Das Landesoberbergamt Dortmund ist ein Verwaltungsgebäude mit U-förmigem Grundriss in der Nähe des Hauptbahnhofs, das in den 1930er Jahren für die Bergbauverwaltung errichtet wurde. Die Struktur zeigt typische Merkmale der funktionalen Architektur dieser Zeit mit massiven Proportionen und praktischem Aufbau.
Das Gebäude wurde zwischen 1937 und 1938 vom Architekten Emil Rudolf Mewes als Hauptquartier der Gelsenkirchen Mining-AG entworfen. Der Bau wurde während des Zweiten Weltkriegs unterbrochen und später als Denkmal geschützt.

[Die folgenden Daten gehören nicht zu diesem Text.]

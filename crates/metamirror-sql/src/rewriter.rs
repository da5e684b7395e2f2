//! Mirror query routing.

use serde::Serialize;

use metamirror_core::{CommittedRegistry, MirrorDefinition};

use crate::like;
use crate::marker::{self, MarkerKind};
use crate::parser::{self, Operand, Operation, Operator, ParsedQuery, TableRef, WhereColumn};

/// Host hook for outgoing queries.
///
/// Implementations must be pure and idempotent: the host may call the hook
/// more than once on the same query.
pub trait QueryFilter: Send + Sync {
    fn rewrite(&self, query: &str) -> String;
}

/// Redirects reads on metadata tables to their typed mirrors.
#[derive(Debug, Clone)]
pub struct QueryRewriter {
    mirrors: Vec<MirrorDefinition>,
    source_tables: Vec<String>,
}

impl QueryRewriter {
    pub fn new(registry: &CommittedRegistry) -> Self {
        Self::from_mirrors(registry.mirrors().to_vec())
    }

    /// Build from an explicit mirror list, in priority order.
    pub fn from_mirrors(mirrors: Vec<MirrorDefinition>) -> Self {
        let mut source_tables: Vec<String> = Vec::new();
        for mirror in &mirrors {
            if !source_tables.iter().any(|t| t == mirror.source_table()) {
                source_tables.push(mirror.source_table().to_string());
            }
        }
        Self {
            mirrors,
            source_tables,
        }
    }

    /// Source tables covered by at least one mirror.
    pub fn source_tables(&self) -> &[String] {
        &self.source_tables
    }

    /// Rewrite a query, or return it unchanged.
    pub fn rewrite(&self, query: &str) -> String {
        self.explain(query).rewritten
    }

    /// Rewrite a query and report how each table was routed.
    pub fn explain(&self, query: &str) -> RewriteResult {
        if !self
            .source_tables
            .iter()
            .any(|table| query.contains(table.as_str()))
        {
            return RewriteResult::unchanged(query, false, SkipReason::NoMirroredTable);
        }

        let parsed = match parser::parse(query) {
            Ok(parsed) => parsed,
            Err(err) => {
                tracing::debug!(error = %err, "Query left on source tables");
                return RewriteResult::unchanged(query, false, SkipReason::NotImplemented);
            }
        };

        if !parsed.fully_parsed {
            tracing::debug!(operation = ?parsed.operation, "Query not fully parsed");
            return RewriteResult::unchanged(query, false, SkipReason::NotFullyParsed);
        }
        if parsed.operation != Operation::Select {
            return RewriteResult::unchanged(query, true, SkipReason::NotARead);
        }

        let mut routes = Vec::new();
        for source in &self.source_tables {
            let references: Vec<&TableRef> = parsed.references(source).collect();
            if references.is_empty() {
                continue;
            }
            match self.choose(&parsed, source, &references) {
                Some(mirror) => routes.push(TableRoute {
                    source_table: source.clone(),
                    mirror_table: mirror.mirror_table().to_string(),
                }),
                None => tracing::debug!(table = %source, "No single eligible mirror"),
            }
        }

        if routes.is_empty() {
            return RewriteResult::unchanged(query, true, SkipReason::NoEligibleMirror);
        }

        // A routed table must not be named anywhere but its table markers,
        // e.g. as a column qualifier, or the rewritten query would dangle.
        let unmarked = marker::expand(&parsed.template, |kind, _| match kind {
            MarkerKind::Table => Some(String::new()),
            _ => None,
        });
        if let Some(route) = routes
            .iter()
            .find(|route| mentions_identifier(&unmarked, &route.source_table))
        {
            tracing::debug!(table = %route.source_table, "Table named outside its references");
            return RewriteResult::unchanged(query, true, SkipReason::Ambiguous);
        }

        let rewritten = parsed.render(|name| {
            routes
                .iter()
                .find(|route| route.source_table == name)
                .map_or_else(|| name.to_string(), |route| route.mirror_table.clone())
        });

        tracing::debug!(routes = routes.len(), "Query routed to mirrors");

        RewriteResult {
            original: query.to_string(),
            rewritten,
            parsed: true,
            routed: routes,
            skipped: None,
        }
    }

    /// The one mirror of `source` eligible for every reference, if any.
    fn choose(
        &self,
        parsed: &ParsedQuery,
        source: &str,
        references: &[&TableRef],
    ) -> Option<&MirrorDefinition> {
        let candidates: Vec<&MirrorDefinition> = self
            .mirrors
            .iter()
            .filter(|m| m.source_table() == source)
            .collect();

        let mut eligible = candidates.iter().enumerate().filter_map(|(i, mirror)| {
            // Triggers hand a key to the first whitelisted mirror claiming it.
            let earlier: Vec<&MirrorDefinition> = candidates[..i]
                .iter()
                .copied()
                .filter(|m| !m.is_unfiltered())
                .collect();
            references
                .iter()
                .all(|r| covers(parsed, mirror, &earlier, r))
                .then_some(*mirror)
        });

        match (eligible.next(), eligible.next()) {
            (Some(mirror), None) => Some(mirror),
            _ => None,
        }
    }
}

impl QueryFilter for QueryRewriter {
    fn rewrite(&self, query: &str) -> String {
        QueryRewriter::rewrite(self, query)
    }
}

/// Why a query was returned unchanged.
#[derive(Debug, Clone, Copy, PartialEq, Eq, Serialize)]
#[serde(rename_all = "snake_case")]
pub enum SkipReason {
    /// No covered source table is mentioned.
    NoMirroredTable,
    /// The parser refused the query (subquery).
    NotImplemented,
    NotFullyParsed,
    /// Writes always go to the source table so its triggers fire.
    NotARead,
    NoEligibleMirror,
    /// A routed table is also named outside its table references.
    Ambiguous,
}

#[derive(Debug, Clone, PartialEq, Eq, Serialize)]
pub struct TableRoute {
    pub source_table: String,
    pub mirror_table: String,
}

/// Outcome of [`QueryRewriter::explain`].
#[derive(Debug, Clone, PartialEq, Eq, Serialize)]
pub struct RewriteResult {
    pub original: String,
    pub rewritten: String,
    /// Whether the query was fully parsed.
    pub parsed: bool,
    pub routed: Vec<TableRoute>,
    pub skipped: Option<SkipReason>,
}

impl RewriteResult {
    fn unchanged(query: &str, parsed: bool, reason: SkipReason) -> Self {
        Self {
            original: query.to_string(),
            rewritten: query.to_string(),
            parsed,
            routed: Vec::new(),
            skipped: Some(reason),
        }
    }
}

/// Is every row the query can read from `table` present in `mirror`?
///
/// `earlier` holds the whitelisted mirrors of the same source registered
/// before `mirror`; keys they match never reach `mirror`.
fn covers(
    parsed: &ParsedQuery,
    mirror: &MirrorDefinition,
    earlier: &[&MirrorDefinition],
    table: &TableRef,
) -> bool {
    if mirror.is_unfiltered() {
        return true;
    }
    if parsed.uses_or {
        return false;
    }

    let single_table = parsed.tables.len() == 1;
    parsed
        .where_columns
        .iter()
        .filter(|wc| is_key_predicate(wc, mirror, table, single_table))
        .any(|wc| predicate_claimed(parsed, wc, mirror, earlier))
}

fn is_key_predicate(
    wc: &WhereColumn,
    mirror: &MirrorDefinition,
    table: &TableRef,
    single_table: bool,
) -> bool {
    if !wc.column.name.eq_ignore_ascii_case(mirror.key_column()) {
        return false;
    }
    match &wc.column.qualifier {
        Some(qualifier) => qualifier == table.key(),
        None => single_table,
    }
}

fn predicate_claimed(
    parsed: &ParsedQuery,
    wc: &WhereColumn,
    mirror: &MirrorDefinition,
    earlier: &[&MirrorDefinition],
) -> bool {
    // Escaped literals mean something different to LIKE than to `=`.
    let literal = |id: &usize| {
        parsed
            .literals
            .get(id)
            .map(String::as_str)
            .filter(|value| !value.contains('\\'))
    };
    let claimed = |value: &str| {
        matches_any(mirror.whitelist(), value)
            && !earlier.iter().any(|e| may_claim(e.whitelist(), value))
    };

    match (wc.operator, &wc.operand) {
        (Operator::Eq | Operator::NullSafeEq, Operand::Literal(id)) => {
            literal(id).is_some_and(claimed)
        }
        (Operator::Like, Operand::Literal(id)) => literal(id).is_some_and(|value| {
            if like::has_wildcards(value) {
                earlier.is_empty() && mirror.whitelist().iter().any(|p| p == value)
            } else {
                claimed(value)
            }
        }),
        (Operator::In, Operand::LiteralList(ids)) => {
            !ids.is_empty() && ids.iter().all(|id| literal(id).is_some_and(claimed))
        }
        _ => false,
    }
}

fn matches_any(patterns: &[String], value: &str) -> bool {
    patterns.iter().any(|pattern| like::matches(pattern, value))
}

/// Could a trigger hand rows equal to `value` to a mirror with `patterns`
/// under a case- or accent-insensitive collation? Non-ASCII text always
/// could.
fn may_claim(patterns: &[String], value: &str) -> bool {
    patterns.iter().any(|pattern| {
        !pattern.is_ascii() || !value.is_ascii() || like::matches_ignore_case(pattern, value)
    })
}

/// Does `name` occur in `text` as a whole identifier?
fn mentions_identifier(text: &str, name: &str) -> bool {
    let is_ident = |c: char| c.is_ascii_alphanumeric() || c == '_' || c == '$';
    text.match_indices(name).any(|(start, _)| {
        let before = text[..start].chars().next_back();
        let after = text[start + name.len()..].chars().next();
        !before.is_some_and(is_ident) && !after.is_some_and(is_ident)
    })
}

Das Gebäude erinnert an die Bedeutung des Bergbaus für die Region und wie wichtig die Verwaltung dieser Industrie war. Man sieht heute noch, wie die Architektur die Kraft und Ordnung dieser Epoche widerspiegelt.
Das Gebäude befindet sich in unmittelbarer Nähe des Dortmunder Hauptbahnhofs und ist leicht zu erreichen. Da es sich um ein geschütztes Denkmal handelt, kann das Innere nicht ohne weiteres besucht werden, aber die Außenansicht ist von der Straße aus gut sichtbar.
Nach seiner Aufgabe durch die Dortmunder Stadtverwaltung im Jahr 2004 wurden Pläne entwickelt, das Gebäude in ein Luxushotel umzuwandeln. Diese Umnutzungspläne zeigen, wie historische Bauwerke neue Funktionen erhalten können.